Task objective
Give again, unaltered, the lines of the listing below that run from the line having "if !whole_millis ||" through the line having "assert_eq!(config.interval, Duration::from_secs(10));".

(Exercise data Opens)

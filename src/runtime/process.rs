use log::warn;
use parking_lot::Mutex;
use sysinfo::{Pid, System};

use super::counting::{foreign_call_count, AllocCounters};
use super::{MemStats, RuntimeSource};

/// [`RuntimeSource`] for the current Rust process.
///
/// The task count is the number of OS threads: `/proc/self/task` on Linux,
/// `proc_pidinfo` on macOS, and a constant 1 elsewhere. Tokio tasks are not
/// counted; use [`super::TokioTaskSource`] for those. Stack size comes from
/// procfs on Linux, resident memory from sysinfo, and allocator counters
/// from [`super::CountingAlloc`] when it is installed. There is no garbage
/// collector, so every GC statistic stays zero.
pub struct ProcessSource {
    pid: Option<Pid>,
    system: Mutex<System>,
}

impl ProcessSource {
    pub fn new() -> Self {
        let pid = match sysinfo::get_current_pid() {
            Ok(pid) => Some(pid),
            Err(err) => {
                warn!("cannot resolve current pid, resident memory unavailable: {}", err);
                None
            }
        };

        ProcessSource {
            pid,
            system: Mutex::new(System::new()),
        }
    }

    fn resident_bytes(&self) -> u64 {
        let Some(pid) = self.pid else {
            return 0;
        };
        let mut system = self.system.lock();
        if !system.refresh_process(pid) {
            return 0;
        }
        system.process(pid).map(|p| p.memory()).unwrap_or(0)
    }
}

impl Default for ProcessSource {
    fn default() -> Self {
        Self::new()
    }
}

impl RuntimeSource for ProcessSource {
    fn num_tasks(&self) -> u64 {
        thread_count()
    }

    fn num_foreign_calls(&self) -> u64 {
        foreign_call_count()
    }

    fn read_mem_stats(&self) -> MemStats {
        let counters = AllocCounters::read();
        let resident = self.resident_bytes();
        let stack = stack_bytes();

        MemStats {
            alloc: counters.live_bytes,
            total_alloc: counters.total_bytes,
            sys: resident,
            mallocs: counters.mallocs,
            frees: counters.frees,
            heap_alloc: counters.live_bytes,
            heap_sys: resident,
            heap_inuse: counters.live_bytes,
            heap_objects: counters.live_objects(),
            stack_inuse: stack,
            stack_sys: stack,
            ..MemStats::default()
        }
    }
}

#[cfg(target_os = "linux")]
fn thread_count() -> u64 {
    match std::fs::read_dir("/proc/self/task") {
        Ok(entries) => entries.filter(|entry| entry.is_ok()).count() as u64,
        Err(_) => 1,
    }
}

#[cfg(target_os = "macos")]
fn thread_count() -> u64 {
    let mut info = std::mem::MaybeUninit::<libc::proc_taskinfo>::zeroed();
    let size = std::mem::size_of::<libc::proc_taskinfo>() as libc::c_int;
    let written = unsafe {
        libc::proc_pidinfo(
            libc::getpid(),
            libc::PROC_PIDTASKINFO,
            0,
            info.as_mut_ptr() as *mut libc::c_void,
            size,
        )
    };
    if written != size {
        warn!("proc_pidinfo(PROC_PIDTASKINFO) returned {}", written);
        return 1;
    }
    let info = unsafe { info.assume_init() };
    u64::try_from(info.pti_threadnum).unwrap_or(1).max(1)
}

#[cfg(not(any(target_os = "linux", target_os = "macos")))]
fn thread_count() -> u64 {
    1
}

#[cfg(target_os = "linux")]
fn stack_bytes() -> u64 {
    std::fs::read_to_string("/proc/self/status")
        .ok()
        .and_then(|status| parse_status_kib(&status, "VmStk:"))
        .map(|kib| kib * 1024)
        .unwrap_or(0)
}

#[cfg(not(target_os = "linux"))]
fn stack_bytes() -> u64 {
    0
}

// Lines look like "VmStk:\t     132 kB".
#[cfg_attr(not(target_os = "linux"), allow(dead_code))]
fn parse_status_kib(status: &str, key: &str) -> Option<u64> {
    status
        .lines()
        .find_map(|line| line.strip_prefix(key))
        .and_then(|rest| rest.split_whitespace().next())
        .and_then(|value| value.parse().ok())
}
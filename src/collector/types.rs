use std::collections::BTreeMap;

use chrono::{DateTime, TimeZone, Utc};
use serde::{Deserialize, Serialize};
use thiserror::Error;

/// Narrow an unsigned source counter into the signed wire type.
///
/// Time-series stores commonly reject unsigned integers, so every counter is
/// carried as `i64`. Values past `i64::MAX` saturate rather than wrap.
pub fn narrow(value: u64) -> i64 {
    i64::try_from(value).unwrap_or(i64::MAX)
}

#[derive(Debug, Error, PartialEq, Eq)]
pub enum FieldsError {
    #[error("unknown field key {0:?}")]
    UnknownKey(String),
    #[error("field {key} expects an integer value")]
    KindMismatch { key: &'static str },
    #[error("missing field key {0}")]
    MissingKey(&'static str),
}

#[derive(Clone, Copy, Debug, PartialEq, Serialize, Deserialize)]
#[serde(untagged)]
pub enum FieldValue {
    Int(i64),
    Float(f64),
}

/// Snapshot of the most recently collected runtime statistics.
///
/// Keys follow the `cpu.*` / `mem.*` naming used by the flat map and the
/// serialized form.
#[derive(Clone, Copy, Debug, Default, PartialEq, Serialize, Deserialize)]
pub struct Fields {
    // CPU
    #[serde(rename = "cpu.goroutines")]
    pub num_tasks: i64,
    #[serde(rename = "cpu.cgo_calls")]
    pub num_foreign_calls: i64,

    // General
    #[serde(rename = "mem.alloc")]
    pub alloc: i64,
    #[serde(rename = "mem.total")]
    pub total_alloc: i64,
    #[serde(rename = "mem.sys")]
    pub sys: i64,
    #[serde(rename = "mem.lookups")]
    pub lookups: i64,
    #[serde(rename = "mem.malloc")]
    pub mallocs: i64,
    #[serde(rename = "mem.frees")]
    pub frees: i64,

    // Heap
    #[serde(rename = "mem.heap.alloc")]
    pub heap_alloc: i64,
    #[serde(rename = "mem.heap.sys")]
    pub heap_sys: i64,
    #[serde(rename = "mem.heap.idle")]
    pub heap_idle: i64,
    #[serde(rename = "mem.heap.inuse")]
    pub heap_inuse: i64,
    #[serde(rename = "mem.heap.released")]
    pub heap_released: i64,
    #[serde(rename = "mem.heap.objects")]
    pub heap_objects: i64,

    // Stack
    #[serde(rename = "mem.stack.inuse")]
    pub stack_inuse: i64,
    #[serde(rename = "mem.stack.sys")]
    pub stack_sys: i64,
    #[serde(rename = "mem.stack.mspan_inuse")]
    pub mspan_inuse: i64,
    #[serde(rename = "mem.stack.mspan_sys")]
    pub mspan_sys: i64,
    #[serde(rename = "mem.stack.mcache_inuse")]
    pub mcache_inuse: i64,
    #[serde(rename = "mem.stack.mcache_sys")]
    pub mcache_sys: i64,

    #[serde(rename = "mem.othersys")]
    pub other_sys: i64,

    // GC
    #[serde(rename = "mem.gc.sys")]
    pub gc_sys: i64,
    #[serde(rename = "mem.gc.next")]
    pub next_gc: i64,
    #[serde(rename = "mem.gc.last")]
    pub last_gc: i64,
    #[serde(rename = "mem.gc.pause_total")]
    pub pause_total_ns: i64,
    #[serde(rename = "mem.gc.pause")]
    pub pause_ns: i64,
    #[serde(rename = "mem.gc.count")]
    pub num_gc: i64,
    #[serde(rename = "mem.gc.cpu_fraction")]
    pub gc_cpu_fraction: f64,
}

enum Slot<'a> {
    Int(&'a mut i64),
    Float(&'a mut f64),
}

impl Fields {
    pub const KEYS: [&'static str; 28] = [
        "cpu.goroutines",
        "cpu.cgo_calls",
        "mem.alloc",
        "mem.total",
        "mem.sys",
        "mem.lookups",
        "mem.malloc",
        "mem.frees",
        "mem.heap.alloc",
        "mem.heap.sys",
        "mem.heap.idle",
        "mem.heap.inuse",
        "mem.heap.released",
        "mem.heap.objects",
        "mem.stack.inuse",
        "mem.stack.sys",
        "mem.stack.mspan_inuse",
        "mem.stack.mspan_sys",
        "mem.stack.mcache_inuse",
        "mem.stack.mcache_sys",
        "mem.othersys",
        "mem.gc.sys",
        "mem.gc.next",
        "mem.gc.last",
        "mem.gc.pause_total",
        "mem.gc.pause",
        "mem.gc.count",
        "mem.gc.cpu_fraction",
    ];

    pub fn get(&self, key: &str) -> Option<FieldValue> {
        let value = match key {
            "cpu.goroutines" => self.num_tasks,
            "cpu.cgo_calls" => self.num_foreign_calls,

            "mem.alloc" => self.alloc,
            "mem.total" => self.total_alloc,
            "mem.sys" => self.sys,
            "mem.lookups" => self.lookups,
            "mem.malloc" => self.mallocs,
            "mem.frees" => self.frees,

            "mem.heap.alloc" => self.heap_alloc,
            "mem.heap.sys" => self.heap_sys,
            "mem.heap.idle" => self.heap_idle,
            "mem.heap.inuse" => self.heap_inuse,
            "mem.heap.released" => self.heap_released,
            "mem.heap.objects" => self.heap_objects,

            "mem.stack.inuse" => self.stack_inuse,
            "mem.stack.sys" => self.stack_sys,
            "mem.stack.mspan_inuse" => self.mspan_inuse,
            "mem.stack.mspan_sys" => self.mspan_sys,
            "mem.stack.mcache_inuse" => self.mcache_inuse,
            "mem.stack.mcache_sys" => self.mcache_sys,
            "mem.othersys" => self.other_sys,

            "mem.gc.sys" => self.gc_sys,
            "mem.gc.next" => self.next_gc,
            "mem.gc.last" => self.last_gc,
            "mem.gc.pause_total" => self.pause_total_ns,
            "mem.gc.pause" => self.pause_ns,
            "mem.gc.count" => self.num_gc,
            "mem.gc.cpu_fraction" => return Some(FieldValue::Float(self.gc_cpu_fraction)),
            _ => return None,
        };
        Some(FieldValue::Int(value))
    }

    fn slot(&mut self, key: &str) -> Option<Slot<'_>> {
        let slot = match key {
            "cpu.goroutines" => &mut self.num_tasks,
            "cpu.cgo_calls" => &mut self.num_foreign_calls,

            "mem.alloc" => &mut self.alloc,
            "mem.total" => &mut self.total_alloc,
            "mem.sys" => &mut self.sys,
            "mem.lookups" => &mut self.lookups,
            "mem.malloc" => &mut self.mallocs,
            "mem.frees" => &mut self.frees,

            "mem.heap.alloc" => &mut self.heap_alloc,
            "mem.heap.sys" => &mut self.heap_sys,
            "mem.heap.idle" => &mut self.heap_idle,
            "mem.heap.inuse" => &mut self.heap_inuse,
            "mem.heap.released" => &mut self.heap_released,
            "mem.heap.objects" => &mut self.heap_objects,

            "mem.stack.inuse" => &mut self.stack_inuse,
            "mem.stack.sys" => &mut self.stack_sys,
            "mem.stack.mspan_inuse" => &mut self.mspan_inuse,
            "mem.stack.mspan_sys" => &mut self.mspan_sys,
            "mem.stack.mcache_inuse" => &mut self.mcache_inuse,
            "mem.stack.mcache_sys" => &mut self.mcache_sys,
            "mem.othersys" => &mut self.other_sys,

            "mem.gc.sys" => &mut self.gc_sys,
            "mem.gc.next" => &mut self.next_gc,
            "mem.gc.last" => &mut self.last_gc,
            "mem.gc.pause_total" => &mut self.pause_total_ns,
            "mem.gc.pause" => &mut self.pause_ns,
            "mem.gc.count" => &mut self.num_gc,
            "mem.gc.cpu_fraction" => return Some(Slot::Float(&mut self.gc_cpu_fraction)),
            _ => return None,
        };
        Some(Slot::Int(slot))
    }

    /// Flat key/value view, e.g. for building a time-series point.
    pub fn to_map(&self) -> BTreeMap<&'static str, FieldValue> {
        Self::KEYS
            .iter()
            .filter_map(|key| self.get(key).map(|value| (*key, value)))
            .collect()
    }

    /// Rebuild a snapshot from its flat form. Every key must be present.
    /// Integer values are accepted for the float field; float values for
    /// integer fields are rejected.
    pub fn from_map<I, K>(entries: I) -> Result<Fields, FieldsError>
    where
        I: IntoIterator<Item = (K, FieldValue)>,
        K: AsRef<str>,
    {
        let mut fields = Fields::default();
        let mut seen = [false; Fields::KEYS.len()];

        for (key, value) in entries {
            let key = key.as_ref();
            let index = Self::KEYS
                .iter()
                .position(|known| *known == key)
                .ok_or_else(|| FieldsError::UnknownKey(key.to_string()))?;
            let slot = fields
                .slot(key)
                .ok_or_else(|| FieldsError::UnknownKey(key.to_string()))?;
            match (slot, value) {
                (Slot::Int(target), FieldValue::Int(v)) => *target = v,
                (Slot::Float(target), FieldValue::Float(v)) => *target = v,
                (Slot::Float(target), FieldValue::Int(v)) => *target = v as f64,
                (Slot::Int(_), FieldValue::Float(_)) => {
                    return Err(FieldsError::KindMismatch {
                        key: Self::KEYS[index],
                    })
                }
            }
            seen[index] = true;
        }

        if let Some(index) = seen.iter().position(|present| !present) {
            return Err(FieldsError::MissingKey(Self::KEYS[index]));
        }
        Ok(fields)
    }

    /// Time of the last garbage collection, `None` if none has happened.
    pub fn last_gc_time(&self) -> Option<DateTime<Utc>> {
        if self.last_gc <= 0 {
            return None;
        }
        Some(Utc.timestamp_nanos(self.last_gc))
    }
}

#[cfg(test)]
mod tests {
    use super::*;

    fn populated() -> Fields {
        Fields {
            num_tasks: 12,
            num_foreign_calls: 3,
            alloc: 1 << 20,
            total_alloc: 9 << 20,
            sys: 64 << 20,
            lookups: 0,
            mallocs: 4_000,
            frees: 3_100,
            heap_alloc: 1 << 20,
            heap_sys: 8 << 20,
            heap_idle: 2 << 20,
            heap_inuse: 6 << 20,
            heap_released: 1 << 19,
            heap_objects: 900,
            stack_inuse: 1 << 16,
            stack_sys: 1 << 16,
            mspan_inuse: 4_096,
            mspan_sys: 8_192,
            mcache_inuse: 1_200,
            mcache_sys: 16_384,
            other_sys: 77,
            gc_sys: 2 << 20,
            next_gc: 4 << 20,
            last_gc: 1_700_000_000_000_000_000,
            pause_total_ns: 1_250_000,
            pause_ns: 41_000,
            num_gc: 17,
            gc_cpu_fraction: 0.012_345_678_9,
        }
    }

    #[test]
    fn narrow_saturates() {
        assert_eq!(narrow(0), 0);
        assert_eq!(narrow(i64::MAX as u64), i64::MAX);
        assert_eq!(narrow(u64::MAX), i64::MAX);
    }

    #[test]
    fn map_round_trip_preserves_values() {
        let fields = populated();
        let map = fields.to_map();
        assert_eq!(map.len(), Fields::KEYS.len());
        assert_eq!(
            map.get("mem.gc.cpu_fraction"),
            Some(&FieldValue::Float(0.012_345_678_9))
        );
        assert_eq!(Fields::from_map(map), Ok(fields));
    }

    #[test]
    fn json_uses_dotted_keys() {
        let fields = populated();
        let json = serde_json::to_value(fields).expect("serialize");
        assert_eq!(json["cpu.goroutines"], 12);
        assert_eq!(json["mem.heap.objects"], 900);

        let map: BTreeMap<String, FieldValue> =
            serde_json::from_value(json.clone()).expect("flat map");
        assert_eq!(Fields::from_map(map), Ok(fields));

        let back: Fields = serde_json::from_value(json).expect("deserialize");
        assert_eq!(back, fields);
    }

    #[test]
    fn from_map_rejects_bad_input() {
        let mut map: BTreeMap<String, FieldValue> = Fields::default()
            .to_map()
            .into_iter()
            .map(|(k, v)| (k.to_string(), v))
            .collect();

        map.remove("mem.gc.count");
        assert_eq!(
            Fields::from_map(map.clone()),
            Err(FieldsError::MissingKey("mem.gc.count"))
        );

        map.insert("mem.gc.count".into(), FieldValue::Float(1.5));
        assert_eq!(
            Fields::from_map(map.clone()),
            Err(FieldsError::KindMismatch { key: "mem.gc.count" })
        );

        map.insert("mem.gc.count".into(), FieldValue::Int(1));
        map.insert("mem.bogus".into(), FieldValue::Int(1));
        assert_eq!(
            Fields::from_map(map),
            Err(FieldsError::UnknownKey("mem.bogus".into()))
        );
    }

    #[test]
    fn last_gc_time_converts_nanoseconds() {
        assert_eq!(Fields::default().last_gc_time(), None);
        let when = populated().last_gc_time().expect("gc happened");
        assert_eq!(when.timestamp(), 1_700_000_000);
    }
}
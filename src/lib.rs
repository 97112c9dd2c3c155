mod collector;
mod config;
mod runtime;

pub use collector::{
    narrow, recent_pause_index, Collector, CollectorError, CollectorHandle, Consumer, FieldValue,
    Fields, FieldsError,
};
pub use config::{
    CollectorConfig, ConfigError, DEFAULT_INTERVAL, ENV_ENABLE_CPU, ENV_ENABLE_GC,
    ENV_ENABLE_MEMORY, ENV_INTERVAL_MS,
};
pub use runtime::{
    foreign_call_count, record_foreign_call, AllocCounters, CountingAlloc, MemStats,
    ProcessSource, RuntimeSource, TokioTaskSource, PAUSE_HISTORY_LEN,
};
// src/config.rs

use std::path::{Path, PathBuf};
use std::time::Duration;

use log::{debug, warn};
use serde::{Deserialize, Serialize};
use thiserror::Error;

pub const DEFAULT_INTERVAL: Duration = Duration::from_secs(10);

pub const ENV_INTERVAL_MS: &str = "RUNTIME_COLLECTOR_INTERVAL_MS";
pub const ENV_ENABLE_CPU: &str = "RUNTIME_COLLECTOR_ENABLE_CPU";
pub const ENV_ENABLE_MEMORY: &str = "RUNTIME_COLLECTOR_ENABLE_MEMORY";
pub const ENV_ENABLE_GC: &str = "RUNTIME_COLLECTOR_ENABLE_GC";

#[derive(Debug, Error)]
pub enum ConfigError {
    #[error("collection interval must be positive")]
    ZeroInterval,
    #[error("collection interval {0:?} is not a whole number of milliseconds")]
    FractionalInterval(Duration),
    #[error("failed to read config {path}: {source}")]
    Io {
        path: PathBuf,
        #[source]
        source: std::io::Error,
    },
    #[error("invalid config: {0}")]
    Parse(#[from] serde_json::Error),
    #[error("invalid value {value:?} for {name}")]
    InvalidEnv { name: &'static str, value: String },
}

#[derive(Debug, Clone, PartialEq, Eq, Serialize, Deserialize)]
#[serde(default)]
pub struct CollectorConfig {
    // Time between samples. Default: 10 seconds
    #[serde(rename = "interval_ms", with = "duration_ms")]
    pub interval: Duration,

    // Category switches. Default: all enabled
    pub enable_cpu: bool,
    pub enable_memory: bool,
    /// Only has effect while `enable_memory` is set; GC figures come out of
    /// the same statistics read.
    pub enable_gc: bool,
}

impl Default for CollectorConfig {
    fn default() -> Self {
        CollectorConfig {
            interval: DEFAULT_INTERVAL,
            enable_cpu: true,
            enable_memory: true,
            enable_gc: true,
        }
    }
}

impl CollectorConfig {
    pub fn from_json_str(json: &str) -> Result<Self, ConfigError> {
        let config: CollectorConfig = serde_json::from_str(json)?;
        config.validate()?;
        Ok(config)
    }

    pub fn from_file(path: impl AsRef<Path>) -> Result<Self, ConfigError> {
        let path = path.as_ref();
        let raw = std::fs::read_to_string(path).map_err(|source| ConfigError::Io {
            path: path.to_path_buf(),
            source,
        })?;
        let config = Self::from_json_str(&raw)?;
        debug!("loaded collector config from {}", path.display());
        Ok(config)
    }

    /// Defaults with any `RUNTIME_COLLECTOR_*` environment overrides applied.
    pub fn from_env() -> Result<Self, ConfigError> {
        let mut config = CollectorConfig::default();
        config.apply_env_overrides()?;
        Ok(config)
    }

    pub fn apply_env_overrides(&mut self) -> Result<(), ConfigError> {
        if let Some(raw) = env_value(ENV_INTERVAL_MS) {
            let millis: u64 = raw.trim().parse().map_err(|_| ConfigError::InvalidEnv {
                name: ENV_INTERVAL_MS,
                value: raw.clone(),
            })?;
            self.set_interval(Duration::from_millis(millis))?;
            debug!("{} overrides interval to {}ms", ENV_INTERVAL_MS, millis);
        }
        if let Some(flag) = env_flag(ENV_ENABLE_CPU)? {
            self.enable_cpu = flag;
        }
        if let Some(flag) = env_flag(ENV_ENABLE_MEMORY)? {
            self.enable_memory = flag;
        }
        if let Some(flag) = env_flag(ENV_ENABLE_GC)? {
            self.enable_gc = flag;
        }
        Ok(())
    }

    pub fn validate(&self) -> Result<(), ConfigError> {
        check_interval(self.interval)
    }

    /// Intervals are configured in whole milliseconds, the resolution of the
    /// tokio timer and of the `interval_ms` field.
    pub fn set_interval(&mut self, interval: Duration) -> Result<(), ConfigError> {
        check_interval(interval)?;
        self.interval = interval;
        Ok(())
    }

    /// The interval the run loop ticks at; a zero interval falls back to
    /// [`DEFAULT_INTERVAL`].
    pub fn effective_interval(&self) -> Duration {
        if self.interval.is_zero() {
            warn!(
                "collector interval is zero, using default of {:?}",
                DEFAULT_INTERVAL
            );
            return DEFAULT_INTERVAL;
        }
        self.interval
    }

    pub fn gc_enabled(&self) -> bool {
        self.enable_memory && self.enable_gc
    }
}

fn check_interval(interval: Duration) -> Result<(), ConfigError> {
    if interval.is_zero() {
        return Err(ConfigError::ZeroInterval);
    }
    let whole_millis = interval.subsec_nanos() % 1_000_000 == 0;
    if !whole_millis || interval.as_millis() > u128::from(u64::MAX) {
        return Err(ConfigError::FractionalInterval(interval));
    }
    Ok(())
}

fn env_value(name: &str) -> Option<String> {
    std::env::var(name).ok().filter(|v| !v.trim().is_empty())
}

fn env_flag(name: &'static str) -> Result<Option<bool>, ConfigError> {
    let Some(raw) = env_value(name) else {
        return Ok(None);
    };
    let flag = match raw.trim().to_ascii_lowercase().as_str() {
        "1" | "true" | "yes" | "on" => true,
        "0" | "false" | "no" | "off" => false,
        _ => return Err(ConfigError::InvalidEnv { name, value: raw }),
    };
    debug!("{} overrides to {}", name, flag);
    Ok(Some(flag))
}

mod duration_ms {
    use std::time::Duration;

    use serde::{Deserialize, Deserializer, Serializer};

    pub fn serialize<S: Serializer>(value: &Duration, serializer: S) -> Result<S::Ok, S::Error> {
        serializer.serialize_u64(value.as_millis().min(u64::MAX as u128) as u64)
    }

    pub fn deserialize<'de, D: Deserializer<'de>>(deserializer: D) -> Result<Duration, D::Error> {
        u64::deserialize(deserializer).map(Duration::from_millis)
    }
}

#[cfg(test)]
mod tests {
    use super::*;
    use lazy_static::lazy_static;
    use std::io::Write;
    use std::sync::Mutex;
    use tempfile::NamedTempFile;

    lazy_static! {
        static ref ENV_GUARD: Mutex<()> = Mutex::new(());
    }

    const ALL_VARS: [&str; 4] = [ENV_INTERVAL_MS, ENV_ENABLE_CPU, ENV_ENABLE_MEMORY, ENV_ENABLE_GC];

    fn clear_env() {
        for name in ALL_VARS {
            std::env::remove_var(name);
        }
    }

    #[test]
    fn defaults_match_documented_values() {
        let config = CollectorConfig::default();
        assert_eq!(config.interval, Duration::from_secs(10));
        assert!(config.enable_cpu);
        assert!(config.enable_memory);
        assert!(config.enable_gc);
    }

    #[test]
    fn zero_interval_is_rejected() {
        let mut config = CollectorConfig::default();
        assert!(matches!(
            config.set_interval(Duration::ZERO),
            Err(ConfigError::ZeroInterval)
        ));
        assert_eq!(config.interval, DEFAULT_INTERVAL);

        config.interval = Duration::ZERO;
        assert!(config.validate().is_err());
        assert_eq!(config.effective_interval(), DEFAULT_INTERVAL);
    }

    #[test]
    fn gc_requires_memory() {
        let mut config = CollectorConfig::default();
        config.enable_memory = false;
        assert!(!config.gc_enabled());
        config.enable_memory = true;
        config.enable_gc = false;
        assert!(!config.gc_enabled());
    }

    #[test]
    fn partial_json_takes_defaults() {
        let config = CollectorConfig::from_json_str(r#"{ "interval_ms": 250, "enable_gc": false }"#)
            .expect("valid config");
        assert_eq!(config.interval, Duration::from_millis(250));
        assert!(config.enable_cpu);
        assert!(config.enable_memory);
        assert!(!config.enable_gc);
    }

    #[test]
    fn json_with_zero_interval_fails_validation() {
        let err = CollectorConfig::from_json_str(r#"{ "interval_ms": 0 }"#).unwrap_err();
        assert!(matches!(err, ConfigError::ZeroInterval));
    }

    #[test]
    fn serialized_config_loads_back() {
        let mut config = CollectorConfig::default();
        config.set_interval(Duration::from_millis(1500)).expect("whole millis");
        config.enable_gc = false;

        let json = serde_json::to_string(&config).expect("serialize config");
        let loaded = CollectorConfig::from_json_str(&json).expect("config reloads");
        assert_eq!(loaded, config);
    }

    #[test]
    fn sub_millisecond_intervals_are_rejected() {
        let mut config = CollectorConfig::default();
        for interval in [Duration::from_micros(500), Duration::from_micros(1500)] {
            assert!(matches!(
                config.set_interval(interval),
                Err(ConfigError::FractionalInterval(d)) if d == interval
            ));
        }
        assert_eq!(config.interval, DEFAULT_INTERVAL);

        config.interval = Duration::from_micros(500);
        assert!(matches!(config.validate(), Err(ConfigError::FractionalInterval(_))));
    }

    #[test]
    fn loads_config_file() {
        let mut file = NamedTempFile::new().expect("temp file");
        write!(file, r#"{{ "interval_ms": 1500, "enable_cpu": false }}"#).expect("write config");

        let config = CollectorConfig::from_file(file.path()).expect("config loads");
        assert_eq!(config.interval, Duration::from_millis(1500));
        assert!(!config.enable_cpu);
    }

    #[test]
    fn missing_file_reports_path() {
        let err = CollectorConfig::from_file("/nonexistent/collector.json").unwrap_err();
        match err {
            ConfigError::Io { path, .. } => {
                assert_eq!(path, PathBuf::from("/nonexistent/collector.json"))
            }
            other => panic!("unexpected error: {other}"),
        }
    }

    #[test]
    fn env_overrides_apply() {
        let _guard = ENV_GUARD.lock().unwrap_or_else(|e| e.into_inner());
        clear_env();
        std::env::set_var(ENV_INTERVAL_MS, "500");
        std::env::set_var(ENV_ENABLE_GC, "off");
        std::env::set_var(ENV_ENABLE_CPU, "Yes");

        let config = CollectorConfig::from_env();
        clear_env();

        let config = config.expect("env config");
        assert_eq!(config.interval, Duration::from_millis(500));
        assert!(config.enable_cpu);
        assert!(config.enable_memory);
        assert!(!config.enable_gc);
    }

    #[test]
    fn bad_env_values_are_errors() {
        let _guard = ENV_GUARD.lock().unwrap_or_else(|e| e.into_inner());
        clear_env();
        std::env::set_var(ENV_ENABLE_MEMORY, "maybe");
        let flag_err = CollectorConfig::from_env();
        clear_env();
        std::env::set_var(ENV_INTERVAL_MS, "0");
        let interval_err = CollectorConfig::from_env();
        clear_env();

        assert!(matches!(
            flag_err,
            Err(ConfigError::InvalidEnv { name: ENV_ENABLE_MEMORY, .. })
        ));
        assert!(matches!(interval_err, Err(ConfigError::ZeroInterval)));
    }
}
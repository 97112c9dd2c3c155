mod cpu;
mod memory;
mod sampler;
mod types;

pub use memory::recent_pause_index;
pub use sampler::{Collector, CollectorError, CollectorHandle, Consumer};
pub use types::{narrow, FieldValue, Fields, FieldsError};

(Exercise data Closes)

Exercise output
    if !whole_millis || interval.as_millis() > u128::from(u64::MAX) {
        return Err(ConfigError::FractionalInterval(interval));
    }
    Ok(())
}

fn env_value(name: &str) -> Option<String> {
    std::env::var(name).ok().filter(|v| !v.trim().is_empty())
}

fn env_flag(name: &'static str) -> Result<Option<bool>, ConfigError> {
    let Some(raw) = env_value(name) else {
        return Ok(None);
    };
    let flag = match raw.trim().to_ascii_lowercase().as_str() {
        "1" | "true" | "yes" | "on" => true,
        "0" | "false" | "no" | "off" => false,
        _ => return Err(ConfigError::InvalidEnv { name, value: raw }),
    };
    debug!("{} overrides to {}", name, flag);
    Ok(Some(flag))
}

mod duration_ms {
    use std::time::Duration;

    use serde::{Deserialize, Deserializer, Serializer};

    pub fn serialize<S: Serializer>(value: &Duration, serializer: S) -> Result<S::Ok, S::Error> {
        serializer.serialize_u64(value.as_millis().min(u64::MAX as u128) as u64)
    }

    pub fn deserialize<'de, D: Deserializer<'de>>(deserializer: D) -> Result<Duration, D::Error> {
        u64::deserialize(deserializer).map(Duration::from_millis)
    }
}

#[cfg(test)]
mod tests {
    use super::*;
    use lazy_static::lazy_static;
    use std::io::Write;
    use std::sync::Mutex;
    use tempfile::NamedTempFile;

    lazy_static! {
        static ref ENV_GUARD: Mutex<()> = Mutex::new(());
    }

    const ALL_VARS: [&str; 4] = [ENV_INTERVAL_MS, ENV_ENABLE_CPU, ENV_ENABLE_MEMORY, ENV_ENABLE_GC];

    fn clear_env() {
        for name in ALL_VARS {
            std::env::remove_var(name);
        }
    }

    #[test]
    fn defaults_match_documented_values() {
        let config = CollectorConfig::default();
        assert_eq!(config.interval, Duration::from_secs(10));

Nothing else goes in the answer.